第一步:给训练集打标签(故障码):
由于是SPN,FMI俩个特征对应一个故障码,故采用下面语句来给训练集加标签(CODE)dataset为训练集,data_faultcode为故障码说明集;合并得到dataset_a;
dataset_a = pd.merge(dataset,data_faultcode, how='left', on=["SPN", "FMI"])
dataset_a['CODE']=dataset_a['CODE'].fillna(0)
dataset_a.to_csv(path_fault_dataset,index=False)
第二步:结合题目和测试集来提取训练集中有用的特征形成新的数据集:
dataset_a = pd.read_csv(path_fault_dataset,low_memory=False,encoding='GBK')
cols=['ACCRUNTIMES','AREA','CITY','COLLECTTIME','FAULTTIME','FRID','LAT','LNG','PROVINCE','READFLAG','UNIQUENO','CODE']
dataset_b=dataset_a[cols]
dataset_b.dropna(axis=0, how='any', inplace=True)
dataset_b.to_csv(path_dataset_b,index=False)
第三步:对新数据集以及测试集的时间特征进行时间转时间戳操作:
for i in range(0, len(dataset_b)):
timeArray = time.strptime(dataset_b.iloc[i]['COLLECTTIME'], "%Y-%m-%d %H:%M:%S")
dataset_b.loc[i, 'COLLECTTIME'] = int(time.mktime(timeArray))
# timeArray = time.strptime(dataset_b.iloc[i]['FAULTTIME'], "%Y-%m-%d %H:%M:%S")
# dataset_b.loc[i,'FAULTTIME'] = int(time.mktime(timeArray))

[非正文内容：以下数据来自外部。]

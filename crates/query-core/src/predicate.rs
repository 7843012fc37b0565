//! Compiled row predicates, generalizing `execute.RowPredicateFn` from
//! `state_tracking.go`. Used by `filter` push-down matching and by
//! `stateTracking`'s per-row state machine.
//!
//! The textual expression compiler is out of scope (spec §1): a
//! `RowPredicateFn` here wraps an already-compiled closure, as if handed
//! down from the (unmodeled) front end.

use std::sync::Arc;

use crate::block::RowReader;
use crate::error::Result;

#[derive(Clone)]
pub struct RowPredicateFn {
    f: Arc<dyn Fn(usize, &dyn RowReader) -> Result<bool> + Send + Sync>,
}

impl RowPredicateFn {
    pub fn new<F>(f: F) -> Self
    where
        F: Fn(usize, &dyn RowReader) -> Result<bool> + Send + Sync + 'static,
    {
        Self { f: Arc::new(f) }
    }

    pub fn eval(&self, row: usize, reader: &dyn RowReader) -> Result<bool> {
        (self.f)(row, reader)
    }

    /// Composes two predicates with logical AND, short-circuiting on the
    /// first `false` or error.
    pub fn and(self, other: RowPredicateFn) -> RowPredicateFn {
        RowPredicateFn::new(move |row, reader| Ok(self.eval(row, reader)? && other.eval(row, reader)?))
    }
}

impl std::fmt::Debug for RowPredicateFn {
    fn fmt(&self, f: &mut std::fmt::Formatter<'_>) -> std::fmt::Result {
        write!(f, "RowPredicateFn(..)")
    }
}

#[cfg(test)]
mod tests {
    use super::*;

    struct FakeReader;
    impl RowReader for FakeReader {
        fn cols(&self) -> &[crate::ColMeta] {
            &[]
        }
        fn get_bool(&self, _col: usize, _row: usize) -> Option<bool> {
            None
        }
        fn get_int(&self, _col: usize, _row: usize) -> Option<i64> {
            None
        }
        fn get_uint(&self, _col: usize, _row: usize) -> Option<u64> {
            None
        }
        fn get_float(&self, _col: usize, row: usize) -> Option<f64> {
            Some(row as f64)
        }
        fn get_string(&self, _col: usize, _row: usize) -> Option<&str> {
            None
        }
        fn get_time(&self, _col: usize, _row: usize) -> Option<crate::Time> {
            None
        }
    }

    #[test]
    fn and_short_circuits_on_first_false() {
        let always_true = RowPredicateFn::new(|_row, _reader| Ok(true));
        let checks_row_value = RowPredicateFn::new(|row, reader: &dyn RowReader| {
            Ok(reader.get_float(0, row).unwrap_or(0.0) > 1.0)
        });
        let combined = always_true.and(checks_row_value);
        assert!(!combined.eval(0, &FakeReader).unwrap());
        assert!(combined.eval(2, &FakeReader).unwrap());
    }
}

dataset_b[['COLLECTTIME']] = dataset_b[['COLLECTTIME']].apply(pd.to_numeric)
#dataset_b[['COLLECTTIME', 'FAULTTIME']] = dataset_b[['COLLECTTIME', 'FAULTTIME']].apply(pd.to_numeric)
dataset_b.to_csv(path_dataset_c,index=False)
for i in range(0, len(dataset_test)):
timeArray = time.strptime(dataset_test.iloc[i]['COLLECTTIME'], "%Y-%m-%d %H:%M:%S")
dataset_test.loc[i, 'COLLECTTIME'] = int(time.mktime(timeArray))
dataset_test[['COLLECTTIME']] = dataset_test[['COLLECTTIME']].apply(pd.to_numeric)
第三步:将训练集的特征和标签分开:
X=dataset_c.drop(['CODE'],axis=1,inplace=False)
Y=dataset_c[['CODE']]
对特征部分进行数据标准化操作:
scaler = preprocessing.StandardScaler().partial_fit(X)
dataset_d_X =pd.DataFrame(scaler.transform(X))
dataset_d_Y =Y
测试集也进行同样标准化操作:
test_X=dataset_test[['ACCRUNTIMES','AREA','CITY','COLLECTTIME','FRID','LAT','LNG','PROVINCE','READFLAG']]
dataset_test_X =pd.DataFrame(scaler.transform(test_X))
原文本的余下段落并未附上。